## AVAILABLE DATA
use std::cell::{Cell, RefCell};
use std::rc::Rc;

use serde_json::json;
use snaptree::{PathStep, Store, StoreError, View};

#[test]
fn shared_subtree_is_one_node() {
    let store = Store::new(json!({"b": {"x": 1}})).unwrap();
    let b = store.current().child("b").unwrap();

    let root = store.current().set([("d", &b)]).unwrap();
    assert_eq!(root.child("d").unwrap(), b);
    assert_eq!(root.child("b").unwrap(), b);
    assert_eq!(store.node_count(), 2);

    let d = root.child("d").unwrap();
    let updated = d.set([("x", 2)]).unwrap();
    let root = store.current();
    assert_eq!(root.child("b").unwrap(), updated);
    assert_eq!(root.child("d").unwrap(), updated);
    assert_eq!(root.value(), json!({"b": {"x": 2}, "d": {"x": 2}}));
}

#[test]
fn paths_list_every_location() {
    let store = Store::new(json!({"b": {"x": 1}, "l": []})).unwrap();
    let b = store.current().child("b").unwrap();
    store.current().set([("d", &b)]).unwrap();
    store.current().child("l").unwrap().append([&b, &b]).unwrap();

    assert_eq!(
        b.paths().unwrap(),
        vec![
            vec![PathStep::Key("b".into())],
            vec![PathStep::Key("d".into())],
            vec![PathStep::Key("l".into()), PathStep::Index(0)],
            vec![PathStep::Key("l".into()), PathStep::Index(1)],
        ]
    );
    assert_eq!(b.pointers().unwrap(), vec!["/b", "/d", "/l/0", "/l/1"]);
    assert_eq!(store.current().pointers().unwrap(), vec![""]);
}

#[test]
fn node_is_evicted_with_its_last_reference() {
    let store = Store::new(json!({"b": {"inner": {"deep": [1]}}})).unwrap();
    let b = store.current().child("b").unwrap();
    let deep = b.child("inner").unwrap().child("deep").unwrap();
    store.current().set([("d", &b)]).unwrap();
    assert_eq!(store.node_count(), 4);

    store.current().remove(["b"]).unwrap();
    assert_eq!(store.node_count(), 4);
    assert!(store.contains(&b));

    store.current().remove(["d"]).unwrap();
    assert_eq!(store.node_count(), 1);
    assert!(!store.contains(&b));
    assert!(!store.contains(&deep));

    assert!(matches!(b.set([("x", 1)]), Err(StoreError::StaleReference(id)) if id == b.id()));
    assert!(matches!(deep.push(2), Err(StoreError::StaleReference(_))));
    assert!(matches!(b.paths(), Err(StoreError::StaleReference(_))));
    assert!(matches!(b.listener(), Err(StoreError::StaleReference(_))));
    // old snapshots stay readable
    assert_eq!(b.value(), json!({"inner": {"deep": [1]}}));
}

#[test]
fn moving_a_subtree_within_one_call_keeps_it_alive() {
    let store = Store::new(json!({"a": {"v": 1}})).unwrap();
    let a = store.current().child("a").unwrap();
    let root = store
        .current()
        .set([("a", snaptree::Fragment::null()), ("moved", a.clone().into())])
        .unwrap();
    assert_eq!(root.child("moved").unwrap(), a);
    assert!(store.contains(&a));
    assert_eq!(store.node_count(), 2);
}

#[test]
fn evicted_view_is_revived_when_inserted_again() {
    let store = Store::new(json!({"a": {"v": [1, 2]}})).unwrap();
    let a = store.current().child("a").unwrap();
    store.current().remove(["a"]).unwrap();
    assert!(!store.contains(&a));

    let root = store.current().set([("back", &a)]).unwrap();
    assert_eq!(root.child("back").unwrap(), a);
    assert!(store.contains(&a));
    assert!(a.is_current());
    let v = a.child("v").unwrap().push(3).unwrap();
    assert_eq!(store.current().value(), json!({"back": {"v": [1, 2, 3]}}));
    assert_eq!(store.current().at_ptr("/back/v").unwrap(), Some(snaptree::Item::View(v)));
}

#[test]
fn older_view_of_live_node_shares_its_current_state() {
    let store = Store::new(json!({"b": {"z": 1}})).unwrap();
    let old = store.current().child("b").unwrap();
    let current = old.set([("z", 2)]).unwrap();
    store.flush();

    let calls = Rc::new(Cell::new(0));
    let counter = Rc::clone(&calls);
    old.listener()
        .unwrap()
        .on("update", move |_: &View| counter.set(counter.get() + 1));

    let root = store.current().set([("c", &old)]).unwrap();
    assert_eq!(root.child("c").unwrap(), current);
    assert_eq!(root.child("b").unwrap(), current);
    assert_eq!(root.value(), json!({"b": {"z": 2}, "c": {"z": 2}}));
    assert_eq!(store.node_count(), 2);
    assert_eq!(old.value(), json!({"z": 1}));

    // b itself was not written, so its listener stays quiet
    store.flush();
    assert_eq!(calls.get(), 0);
}

#[test]
fn older_and_current_views_in_one_write_agree() {
    let store = Store::new(json!({"b": {"z": 1}})).unwrap();
    let old = store.current().child("b").unwrap();
    let current = old.set([("z", 2)]).unwrap();

    let root = store
        .current()
        .set([("c", &old), ("e", &current)])
        .unwrap();
    assert_eq!(root.child("c").unwrap(), current);
    assert_eq!(root.child("e").unwrap(), current);
    assert_eq!(
        root.value(),
        json!({"b": {"z": 2}, "c": {"z": 2}, "e": {"z": 2}})
    );
}

#[test]
fn revived_node_takes_its_first_generation_in_one_write() {
    let store = Store::new(json!({"x": {"n": 1}})).unwrap();
    let first = store.current().child("x").unwrap();
    let second = first.set([("n", 2)]).unwrap();
    store.current().remove(["x"]).unwrap();
    assert!(!store.contains(&first));

    let root = store
        .current()
        .set([("p", &first), ("q", &second)])
        .unwrap();
    assert_eq!(root.child("p").unwrap(), first);
    assert_eq!(root.child("q").unwrap(), first);
    assert_eq!(root.value(), json!({"p": {"n": 1}, "q": {"n": 1}}));
    assert_eq!(store.node_count(), 2);
}

#[test]
fn revived_parent_is_rebuilt_around_a_newer_child() {
    let store = Store::new(json!({"w": {"x": {"n": 1}}})).unwrap();
    let w1 = store.current().child("w").unwrap();
    let x1 = w1.child("x").unwrap();
    let x2 = x1.set([("n", 2)]).unwrap();
    store.current().remove(["w"]).unwrap();
    assert!(!store.contains(&w1));
    assert!(!store.contains(&x1));

    // x comes back as x2 first, so w1 no longer describes w's children
    let root = store.current().set([("x", &x2), ("w", &w1)]).unwrap();
    let w = root.child("w").unwrap();
    assert_ne!(w, w1);
    assert_eq!(w.id(), w1.id());
    assert_eq!(w.child("x").unwrap(), x2);
    assert_eq!(root.child("x").unwrap(), x2);
    assert_eq!(root.value(), json!({"x": {"n": 2}, "w": {"x": {"n": 2}}}));
    assert!(w.is_current());
    assert!(!w1.is_current());
}

#[test]
fn cycles_are_rejected_without_changes() {
    let store = Store::new(json!({"a": {"b": {}}})).unwrap();
    let before = store.current();
    let a = before.child("a").unwrap();
    let b = a.child("b").unwrap();

    assert!(matches!(
        b.set([("loop", &a)]),
        Err(StoreError::CycleDetected(id)) if id == a.id()
    ));
    assert!(matches!(
        a.set([("self", &a)]),
        Err(StoreError::CycleDetected(_))
    ));
    assert!(matches!(
        b.append([&before]),
        Err(StoreError::UnsupportedOperation { .. })
    ));
    assert!(matches!(
        b.set([("root", &before)]),
        Err(StoreError::CycleDetected(id)) if id == before.id()
    ));
    assert!(matches!(
        store.replace_all(json!({"inner": {}})).and_then(|_| {
            let root = store.current();
            root.child("inner").unwrap().set([("up", &root)])
        }),
        Err(StoreError::CycleDetected(_))
    ));
    assert!(matches!(
        store.replace_all(snaptree::Fragment::map([("me", store.current())])),
        Err(StoreError::CycleDetected(_))
    ));
    assert_eq!(store.current().value(), json!({"inner": {}}));
}

#[test]
fn cycle_check_covers_every_ancestor_of_a_shared_node() {
    let store = Store::new(json!({"p": {"s": {}}, "q": {}})).unwrap();
    let s = store
        .current()
        .at_ptr("/p/s")
        .unwrap()
        .and_then(|i| i.as_view().cloned())
        .unwrap();
    let q = store.current().child("q").unwrap();
    q.set([("s", &s)]).unwrap();

    let q = store.current().child("q").unwrap();
    assert!(matches!(
        s.set([("q", &q)]),
        Err(StoreError::CycleDetected(id)) if id == q.id()
    ));
    let p = store.current().child("p").unwrap();
    assert!(matches!(
        s.set([("p", &p)]),
        Err(StoreError::CycleDetected(_))
    ));
}

#[test]
fn remove_self_detaches_from_every_parent() {
    let store = Store::new(json!({"m": {"v": 1}, "l": [0]})).unwrap();
    let m = store.current().child("m").unwrap();
    let l = store.current().child("l").unwrap();
    l.append([&m, &m]).unwrap();
    l.append([7]).unwrap();

    let root = m.remove_self().unwrap();
    assert_eq!(root, store.current());
    assert_eq!(root.value(), json!({"l": [0, 7]}));
    assert!(!store.contains(&m));
    assert_eq!(store.node_count(), 2);
}

#[test]
fn listener_of_shared_node_sees_updates_from_any_path() {
    let store = Store::new(json!({"b": {"x": 1}, "other": {}})).unwrap();
    let b = store.current().child("b").unwrap();
    store.current().set([("d", &b)]).unwrap();
    store.flush();

    let seen = Rc::new(RefCell::new(Vec::new()));
    let sink = Rc::clone(&seen);
    b.listener()
        .unwrap()
        .on("update", move |view: &View| sink.borrow_mut().push(view.value()));

    store.current().child("d").unwrap().set([("x", 2)]).unwrap();
    store.current().child("b").unwrap().set([("y", 3)]).unwrap();
    store.current().child("other").unwrap().set([("z", 0)]).unwrap();
    store.flush();

    assert_eq!(*seen.borrow(), vec![json!({"x": 2, "y": 3})]);
}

## WHAT YOU WILL DO
Of the entries above, how many lines hold the word "push"? Give back only that number.

## ANSWER TO THE PROBLEM
3